Human Rights Watch Briefing Paper, October 13, 2003

Arbitrary Arrests of Opposition Members

Police have also arrested some opposition leaders and held them for days in incommunicado detention in order to secretly interrogate them. Human Rights Watch has documented two cases in which opposition leaders were abducted by plainclothes officials, detained for days, beaten, and questioned; police did not inform relatives of their whereabouts. Both cases took place in early September and involved the Ministry of Internal Affairs' Organized Crime Unit.

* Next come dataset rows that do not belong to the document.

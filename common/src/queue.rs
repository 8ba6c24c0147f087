use std::collections::VecDeque;

#[derive(Debug, Clone, PartialEq, Eq)]
pub struct PendingCommand {
    pub raw: String,
    pub arrival: u64,
}

/// Raw command lines in arrival order. Entries are addressed by arrival index
/// so removal during a scan never shifts the ones still to be visited.
#[derive(Debug, Default)]
pub struct CommandQueue {
    entries: VecDeque<PendingCommand>,
    next_arrival: u64,
}

impl CommandQueue {
    pub fn new() -> Self {
        Self::default()
    }

    pub fn push(&mut self, raw: impl Into<String>) -> u64 {
        let arrival = self.next_arrival;
        self.next_arrival = self.next_arrival.saturating_add(1);
        self.entries.push_back(PendingCommand {
            raw: raw.into(),
            arrival,
        });
        arrival
    }

    pub fn len(&self) -> usize {
        self.entries.len()
    }

    pub fn is_empty(&self) -> bool {
        self.entries.is_empty()
    }

    /// Arrival indices currently queued, oldest first.
    pub fn snapshot(&self) -> Vec<u64> {
        self.entries.iter().map(|entry| entry.arrival).collect()
    }

    pub fn get(&self, arrival: u64) -> Option<&PendingCommand> {
        self.entries.iter().find(|entry| entry.arrival == arrival)
    }

    pub fn remove(&mut self, arrival: u64) -> Option<PendingCommand> {
        let index = self
            .entries
            .iter()
            .position(|entry| entry.arrival == arrival)?;
        self.entries.remove(index)
    }

    pub fn iter(&self) -> impl Iterator<Item = &PendingCommand> {
        self.entries.iter()
    }
}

On September 5, Taliat Aliev, a member of the ADP's political council and an alternate member of the CEC, was abducted by plainclothes officials as he made his way home from the ADP office. He was taken to the offices of the Organized Crime Unit, where the chief of the criminal investigation department accused him of organizing armed groups within ADP. The next day, he was taken to the Nariman District Court and accused of resisting arrest in a different district of Baku from where he was actually arrested, a patently false charge. The judge ignored his protests and sentenced him to seven days of detention. As with Guliev, he was taken back to the Organized Crime Unit, where he was regularly beaten by the chief of the investigation department and the head of the Banditry Unit. According to Aliev, the latter several times took out his gun during interrogations and threatened to shoot him unless he confessed. The detention was kept secret, and it took the ADP four days to finally locate Aliev. Aliev's treatment improved after the ADP located him, but as he was about to be released, the chief of the Banditry Unit warned Aliev not to discuss his treatment, threatening that he would "have a car accident" if he did so. Immediately after his release, Aliev gave a press conference to denounce his treatment.42

On September 6, officials in civilian dress abducted Gabir Rzayev, the deputy chief of the UMID opposition party (which supports the candidacy of Musavat leader Isa Gambar) and a former riot police officer while he was shopping with his wife in Sumgait, a town close to Baku. He was taken first to the Organized Crime Unit's offices, and then to the Narimanov District Court, where he was falsely accused of making a public disturbance in Baku-even though he had been arrested in Sumgait-and sentenced to five days of detention. When he tried to explain that the charges against him were false, six officers took him out of the courtroom and started kicking him. Like the other men, he was taken back to the Organized Crime Unit, where he was accused of organizing armed groups for UMID and Musavat, and organizing a coup d'etat. When he refused to sign a confession, he was beaten by a group of officers. Everyday, he was interrogated by a colonel who worked in the investigative office. For four days, no one knew about his whereabouts until his relatives finally went to the Narimanov District Court and located him.43

42 Human Rights Watch interview with Taliyat Aliev, October 6, 2003.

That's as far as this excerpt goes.